*Items listed in a dataset*:
//! In-process board state and every invariant-preserving mutation.
//!
//! Both backends run their operations through [`Collections`]. The memory
//! store keeps one instance behind a lock; the document store loads a
//! snapshot, turns on the journal, applies the operation and commits the
//! journaled [`BatchOp`]s as one batch.

use crate::{
    domain::{
        board::DEFAULT_COLUMN_COLOR,
        new_id,
        ordering::{renumber, reserve_slot, sort_by_position, sort_comments, sort_wins},
        Board, BoardPatch, Column, ColumnPatch, Comment, Goal, GoalPatch, GoalType, Lane, MoveGoal,
        NewBoard, NewColumn, NewComment, NewGoal, Validate,
    },
    error::{GoalboardError, Result},
};
use chrono::{DateTime, Duration, Utc};
use std::collections::HashMap;
use tracing::debug;

/// Entity kinds, one document collection each
#[derive(Debug, Clone, Copy, PartialEq, Eq, Hash)]
pub enum Collection {
    Boards,
    Columns,
    Goals,
    Comments,
}

impl Collection {
    pub const ALL: [Collection; 4] = [
        Collection::Boards,
        Collection::Columns,
        Collection::Goals,
        Collection::Comments,
    ];

    pub fn name(&self) -> &'static str {
        match self {
            Self::Boards => "boards",
            Self::Columns => "columns",
            Self::Goals => "goals",
            Self::Comments => "comments",
        }
    }
}

/// A stored entity of any kind
#[derive(Debug, Clone, PartialEq)]
pub enum Document {
    Board(Board),
    Column(Column),
    Goal(Goal),
    Comment(Comment),
}

impl Document {
    pub fn collection(&self) -> Collection {
        match self {
            Self::Board(_) => Collection::Boards,
            Self::Column(_) => Collection::Columns,
            Self::Goal(_) => Collection::Goals,
            Self::Comment(_) => Collection::Comments,
        }
    }

    pub fn id(&self) -> &str {
        match self {
            Self::Board(b) => &b.id,
            Self::Column(c) => &c.id,
            Self::Goal(g) => &g.id,
            Self::Comment(c) => &c.id,
        }
    }

    pub fn to_json(&self) -> Result<String> {
        let json = match self {
            Self::Board(b) => serde_json::to_string_pretty(b)?,
            Self::Column(c) => serde_json::to_string_pretty(c)?,
            Self::Goal(g) => serde_json::to_string_pretty(g)?,
            Self::Comment(c) => serde_json::to_string_pretty(c)?,
        };
        Ok(json)
    }

    pub fn from_json(collection: Collection, json: &str) -> Result<Self> {
        let doc = match collection {
            Collection::Boards => Self::Board(serde_json::from_str(json)?),
            Collection::Columns => Self::Column(serde_json::from_str(json)?),
            Collection::Goals => Self::Goal(serde_json::from_str(json)?),
            Collection::Comments => Self::Comment(serde_json::from_str(json)?),
        };
        Ok(doc)
    }
}

/// One write of a batch
#[derive(Debug, Clone, PartialEq)]
pub enum BatchOp {
    Put(Document),
    Delete(Collection, String),
}

/// Boards, columns, goals and comments keyed by id
#[derive(Debug, Default)]
pub struct Collections {
    boards: HashMap<String, Board>,
    columns: HashMap<String, Column>,
    goals: HashMap<String, Goal>,
    comments: HashMap<String, Comment>,
    journal: Option<Vec<BatchOp>>,
}
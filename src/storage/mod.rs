use crate::{
    domain::{
        Board, BoardPatch, Column, ColumnPatch, Comment, Goal, GoalPatch, MoveGoal, NewBoard,
        NewColumn, NewComment, NewGoal,
    },
    error::Result,
};
use async_trait::async_trait;

pub mod collections;
pub mod memory_storage;

#[cfg(feature = "file-storage")]
pub mod file_storage;

pub use collections::Collections;
#[cfg(feature = "file-storage")]
pub use file_storage::FileStorage;
pub use memory_storage::MemStorage;

/// Storage trait for boards, columns, goals and comments.
///
/// Lookups of a missing entity fail with the matching `*NotFound` error.
/// Listing the children of a missing parent returns an empty list.
#[async_trait]
pub trait Storage: Send + Sync {
    /// Initializes the storage backend
    async fn initialize(&self) -> Result<()>;

    /// Checks whether the backend already holds initialized state
    async fn is_initialized(&self) -> bool;

    /// Lists boards, oldest first
    async fn list_boards(&self) -> Result<Vec<Board>>;

    async fn get_board(&self, id: &str) -> Result<Board>;

    /// Creates a board together with its "To Do", "Doing" and "Done" columns
    async fn create_board(&self, board: NewBoard) -> Result<Board>;

    async fn update_board(&self, id: &str, patch: BoardPatch) -> Result<Board>;

    /// Deletes a board, its columns, its goals and their comments
    async fn delete_board(&self, id: &str) -> Result<()>;

    /// Lists a board's columns in position order
    async fn list_columns(&self, board_id: &str) -> Result<Vec<Column>>;

    async fn create_column(&self, column: NewColumn) -> Result<Column>;

    async fn update_column(&self, id: &str, patch: ColumnPatch) -> Result<Column>;

    /// Deletes a column, its goals and their comments
    async fn delete_column(&self, id: &str) -> Result<()>;

    /// Lists a board's goals that are not wins, in position order
    async fn list_goals_by_board(&self, board_id: &str) -> Result<Vec<Goal>>;

    /// Lists a column's goals in position order
    async fn list_goals_by_column(&self, column_id: &str) -> Result<Vec<Goal>>;

    /// Lists a board's wins, most recently completed first
    async fn list_wins(&self, board_id: &str) -> Result<Vec<Goal>>;

    async fn get_goal(&self, id: &str) -> Result<Goal>;

    async fn create_goal(&self, goal: NewGoal) -> Result<Goal>;

    async fn update_goal(&self, id: &str, patch: GoalPatch) -> Result<Goal>;

    /// Relocates a goal and renumbers the lanes it left and entered
    async fn move_goal(&self, mv: MoveGoal) -> Result<Goal>;

    /// Deletes a goal and its comments
    async fn delete_goal(&self, id: &str) -> Result<()>;

    /// Lists a goal's comments, oldest first
    async fn list_comments(&self, goal_id: &str) -> Result<Vec<Comment>>;

    async fn create_comment(&self, comment: NewComment) -> Result<Comment>;

    async fn delete_comment(&self, id: &str) -> Result<()>;
}
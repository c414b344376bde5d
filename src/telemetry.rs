use tracing_subscriber::{fmt, prelude::*, EnvFilter};

/// Installs the global subscriber. `RUST_LOG` overrides the `info` default.
pub fn init_tracing(log_json: bool) {
    let filter = EnvFilter::try_from_default_env().unwrap_or_else(|_| EnvFilter::new("info"));

    if log_json {
        tracing_subscriber::registry()
            .with(filter)
            .with(fmt::layer().json())
            .init();
    } else {
        tracing_subscriber::registry()
            .with(filter)
            .with(fmt::layer())
            .init();
    }
}
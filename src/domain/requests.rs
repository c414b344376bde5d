//! Typed request contracts accepted by the store and the HTTP API.
//!
//! Every payload is deserialized into one of these structs and then run
//! through [`Validate`] before it reaches a store.

use crate::domain::goal::GoalType;
use crate::error::{GoalboardError, Result};
use chrono::{DateTime, Utc};
use serde::Deserialize;

/// Structural checks that serde alone cannot express
pub trait Validate {
    fn validate(&self) -> Result<()>;
}

fn require_text(field: &str, value: &str) -> Result<()> {
    if value.trim().is_empty() {
        return Err(GoalboardError::validation(format!("{} must not be empty", field)));
    }
    Ok(())
}

fn require_optional_text(field: &str, value: Option<&str>) -> Result<()> {
    match value {
        Some(v) => require_text(field, v),
        None => Ok(()),
    }
}

/// Accepts `#RGB` and `#RRGGBB`
fn require_color(value: &str) -> Result<()> {
    let hex = value.strip_prefix('#').unwrap_or("");
    let valid = matches!(hex.len(), 3 | 6) && hex.chars().all(|c| c.is_ascii_hexdigit());
    if !valid {
        return Err(GoalboardError::validation(format!(
            "color '{}' is not a hex colour like #3B82F6",
            value
        )));
    }
    Ok(())
}

#[derive(Debug, Clone, Deserialize)]
#[serde(rename_all = "camelCase")]
pub struct NewBoard {
    pub title: String,
    #[serde(default)]
    pub description: Option<String>,
}

impl Validate for NewBoard {
    fn validate(&self) -> Result<()> {
        require_text("title", &self.title)
    }
}

#[derive(Debug, Clone, Default, Deserialize)]
#[serde(rename_all = "camelCase")]
pub struct BoardPatch {
    pub title: Option<String>,
    pub description: Option<String>,
}

impl Validate for BoardPatch {
    fn validate(&self) -> Result<()> {
        require_optional_text("title", self.title.as_deref())
    }
}

#[derive(Debug, Clone, Deserialize)]
#[serde(rename_all = "camelCase")]
pub struct NewColumn {
    pub board_id: String,
    pub title: String,
    /// Slot to insert at; appended when omitted
    #[serde(default)]
    pub position: Option<u32>,
    #[serde(default)]
    pub color: Option<String>,
}

impl Validate for NewColumn {
    fn validate(&self) -> Result<()> {
        require_text("boardId", &self.board_id)?;
        require_text("title", &self.title)?;
        match &self.color {
            Some(color) => require_color(color),
            None => Ok(()),
        }
    }
}

#[derive(Debug, Clone, Default, Deserialize)]
#[serde(rename_all = "camelCase")]
pub struct ColumnPatch {
    pub title: Option<String>,
    pub position: Option<u32>,
    pub color: Option<String>,
}

impl Validate for ColumnPatch {
    fn validate(&self) -> Result<()> {
        require_optional_text("title", self.title.as_deref())?;
        match &self.color {
            Some(color) => require_color(color),
            None => Ok(()),
        }
    }
}

#[derive(Debug, Clone, Deserialize)]
#[serde(rename_all = "camelCase")]
pub struct NewGoal {
    pub board_id: String,
    pub column_id: String,
    pub title: String,
    #[serde(default)]
    pub description: Option<String>,
    /// Slot to insert at; appended when omitted
    #[serde(default)]
    pub position: Option<u32>,
    #[serde(default)]
    pub goal_type: GoalType,
    pub assignee: String,
    #[serde(default)]
    pub total_subtasks: u32,
}

impl Validate for NewGoal {
    fn validate(&self) -> Result<()> {
        require_text("boardId", &self.board_id)?;
        require_text("columnId", &self.column_id)?;
        require_text("title", &self.title)?;
        require_text("assignee", &self.assignee)
    }
}

/// Partial goal update.
///
/// `columnId`, `position` and `isWin` change where the goal sits and are
/// applied through the same path as [`MoveGoal`].
#[derive(Debug, Clone, Default, Deserialize)]
#[serde(rename_all = "camelCase")]
pub struct GoalPatch {
    pub title: Option<String>,
    pub description: Option<String>,
    pub column_id: Option<String>,
    pub position: Option<u32>,
    pub goal_type: Option<GoalType>,
    pub assignee: Option<String>,
    pub completed_subtasks: Option<u32>,
    pub total_subtasks: Option<u32>,
    pub is_win: Option<bool>,
    pub completed_at: Option<DateTime<Utc>>,
}

impl GoalPatch {
    /// True when the patch relocates the goal
    pub fn moves_goal(&self) -> bool {
        self.column_id.is_some() || self.position.is_some() || self.is_win.is_some()
    }
}

impl Validate for GoalPatch {
    fn validate(&self) -> Result<()> {
        require_optional_text("title", self.title.as_deref())?;
        require_optional_text("assignee", self.assignee.as_deref())?;
        require_optional_text("columnId", self.column_id.as_deref())?;
        if let (Some(done), Some(total)) = (self.completed_subtasks, self.total_subtasks) {
            if done > total {
                return Err(GoalboardError::validation(format!(
                    "completedSubtasks ({}) exceeds totalSubtasks ({})",
                    done, total
                )));
            }
        }
        Ok(())
    }
}

#[derive(Debug, Clone, Deserialize)]
#[serde(rename_all = "camelCase")]
pub struct MoveGoal {
    pub goal_id: String,
    #[serde(default)]
    pub target_column_id: Option<String>,
    pub target_position: u32,
    #[serde(default)]
    pub is_win: Option<bool>,
}

impl Validate for MoveGoal {
    fn validate(&self) -> Result<()> {
        require_text("goalId", &self.goal_id)?;
        require_optional_text("targetColumnId", self.target_column_id.as_deref())
    }
}

#[derive(Debug, Clone, Deserialize)]
#[serde(rename_all = "camelCase")]
pub struct NewComment {
    pub goal_id: String,
    pub author: String,
    pub content: String,
    #[serde(default)]
    pub gif_url: Option<String>,
}

impl Validate for NewComment {
    fn validate(&self) -> Result<()> {
        require_text("goalId", &self.goal_id)?;
        require_text("author", &self.author)?;
        require_text("content", &self.content)?;
        if let Some(url) = &self.gif_url {
            if !(url.starts_with("http://") || url.starts_with("https://")) {
                return Err(GoalboardError::validation("gifUrl must be an http(s) URL"));
            }
        }
        Ok(())
    }
}

#[cfg(test)]
mod tests {
    use super::*;

    #[test]
    fn test_new_board_requires_title() {
        let board: NewBoard = serde_json::from_str(r#"{"title": "  "}"#).unwrap();
        assert!(board.validate().is_err());

        let board: NewBoard = serde_json::from_str(r#"{"title": "Goals"}"#).unwrap();
        assert!(board.validate().is_ok());
        assert!(board.description.is_none());
    }

    #[test]
    fn test_new_column_color() {
        let column: NewColumn =
            serde_json::from_str(r##"{"boardId": "b1", "title": "Later", "color": "#abc"}"##).unwrap();
        assert!(column.validate().is_ok());

        let column: NewColumn =
            serde_json::from_str(r#"{"boardId": "b1", "title": "Later", "color": "blue"}"#).unwrap();
        assert!(column.validate().is_err());
    }

    #[test]
    fn test_new_goal_defaults() {
        let goal: NewGoal = serde_json::from_str(
            r#"{"boardId": "b1", "columnId": "c1", "title": "Run", "assignee": "JD"}"#,
        )
        .unwrap();

        assert!(goal.validate().is_ok());
        assert_eq!(goal.goal_type, GoalType::ShortTerm);
        assert_eq!(goal.total_subtasks, 0);
        assert!(goal.position.is_none());
    }

    #[test]
    fn test_new_goal_rejects_unknown_goal_type() {
        let result: std::result::Result<NewGoal, _> = serde_json::from_str(
            r#"{"boardId": "b1", "columnId": "c1", "title": "Run", "assignee": "JD", "goalType": "someday"}"#,
        );
        assert!(result.is_err());
    }

    #[test]
    fn test_move_goal_rejects_negative_position() {
        let result: std::result::Result<MoveGoal, _> =
            serde_json::from_str(r#"{"goalId": "g1", "targetPosition": -1}"#);
        assert!(result.is_err());
    }

    #[test]
    fn test_move_goal_parsing() {
        let mv: MoveGoal =
            serde_json::from_str(r#"{"goalId": "g1", "targetPosition": 2, "isWin": true}"#).unwrap();
        assert!(mv.validate().is_ok());
        assert_eq!(mv.target_position, 2);
        assert_eq!(mv.is_win, Some(true));
        assert!(mv.target_column_id.is_none());
    }

    #[test]
    fn test_goal_patch_subtask_bounds() {
        let patch = GoalPatch {
            completed_subtasks: Some(4),
            total_subtasks: Some(3),
            ..Default::default()
        };
        assert!(patch.validate().is_err());
    }

    #[test]
    fn test_goal_patch_moves_goal() {
        let patch: GoalPatch = serde_json::from_str(r#"{"title": "New"}"#).unwrap();
        assert!(!patch.moves_goal());

        let patch: GoalPatch = serde_json::from_str(r#"{"position": 1}"#).unwrap();
        assert!(patch.moves_goal());
    }

    #[test]
    fn test_new_comment_media_url() {
        let comment: NewComment = serde_json::from_str(
            r#"{"goalId": "g1", "author": "JD", "content": "Yes!", "gifUrl": "https://media.example/x.gif"}"#,
        )
        .unwrap();
        assert!(comment.validate().is_ok());

        let comment: NewComment = serde_json::from_str(
            r#"{"goalId": "g1", "author": "JD", "content": "Yes!", "gifUrl": "javascript:alert(1)"}"#,
        )
        .unwrap();
        assert!(comment.validate().is_err());
    }
}
use crate::context::Context;
use crate::node::{Node, Operand};
use std::collections::HashMap;

/// Remapping policy for deep clones.
///
/// `get_or_clone` is consulted for every operand reference; implementations
/// may pin a node (return it unchanged), redirect it to an already-chosen
/// replacement, or let the default table-backed cloning take over.
pub trait CloneMap {
    fn get_override(&self, node: Node) -> Option<Node>;
    fn set_override(&mut self, node: Node, replacement: Node);

    fn get_or_clone(&mut self, ctx: &mut Context, node: Node, is_operand: bool) -> Node {
        let _ = is_operand;
        if let Some(replacement) = self.get_override(node) {
            return replacement;
        }
        clone_one(ctx, node, self)
    }

    fn get(&self, node: Node) -> Node {
        self.get_override(node).unwrap_or(node)
    }
}

/// Plain override table; clones everything not explicitly pinned.
#[derive(Default)]
pub struct OverrideMap {
    map: HashMap<Node, Node>,
}

impl OverrideMap {
    pub fn new() -> OverrideMap {
        OverrideMap::default()
    }

    /// Pins `node` so clones keep referring to the original.
    pub fn pin(&mut self, node: Node) {
        self.map.insert(node, node);
    }
}

impl CloneMap for OverrideMap {
    fn get_override(&self, node: Node) -> Option<Node> {
        self.map.get(&node).copied()
    }

    fn set_override(&mut self, node: Node, replacement: Node) {
        self.map.insert(node, replacement);
    }
}

/// Clone policy for intra-region rewrites (the structurizer): operand
/// references are kept as-is, only instructions explicitly cloned through the
/// map get fresh copies.
#[derive(Default)]
pub struct ShallowOperands {
    map: OverrideMap,
}

impl ShallowOperands {
    pub fn new() -> ShallowOperands {
        ShallowOperands::default()
    }
}

impl CloneMap for ShallowOperands {
    fn get_override(&self, node: Node) -> Option<Node> {
        self.map.get_override(node)
    }

    fn set_override(&mut self, node: Node, replacement: Node) {
        self.map.set_override(node, replacement);
    }

    fn get_or_clone(&mut self, ctx: &mut Context, node: Node, is_operand: bool) -> Node {
        if is_operand {
            return self.get_override(node).unwrap_or(node);
        }
        if let Some(replacement) = self.get_override(node) {
            return replacement;
        }
        clone_one(ctx, node, self)
    }
}

fn clone_one(ctx: &mut Context, node: Node, cmap: &mut (impl CloneMap + ?Sized)) -> Node {
    let (kind, op) = ctx.op_of(node);
    let loc = ctx.loc(node);
    let is_value = ctx.is_value(node);
    let replacement = ctx.create(loc, kind, op, is_value, Vec::new());
    // Record the override before walking operands so self-references and
    // cycles resolve to the clone.
    cmap.set_override(node, replacement);

    for index in 0..ctx.operands(node).len() {
        let operand = ctx.operand(node, index).clone();
        let operand = match operand {
            Operand::Value(value) => Operand::Value(cmap.get_or_clone(ctx, value, true)),
            other => other,
        };
        ctx.add_operand(replacement, operand);
    }
    replacement
}

/// Deep-copies `node`, remapping operand references through `cmap`. The clone
/// is unattached; the caller links it wherever it belongs.
pub fn clone_node(ctx: &mut Context, node: Node, cmap: &mut (impl CloneMap + ?Sized)) -> Node {
    cmap.get_or_clone(ctx, node, false)
}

*TASK OBJECTIVE*: Show every line above in which the word "gifUrl" appears.

*TASK RESULT*:
                return Err(GoalboardError::validation("gifUrl must be an http(s) URL"));
            r#"{"goalId": "g1", "author": "JD", "content": "Yes!", "gifUrl": "https://media.example/x.gif"}"#,
            r#"{"goalId": "g1", "author": "JD", "content": "Yes!", "gifUrl": "javascript:alert(1)"}"#,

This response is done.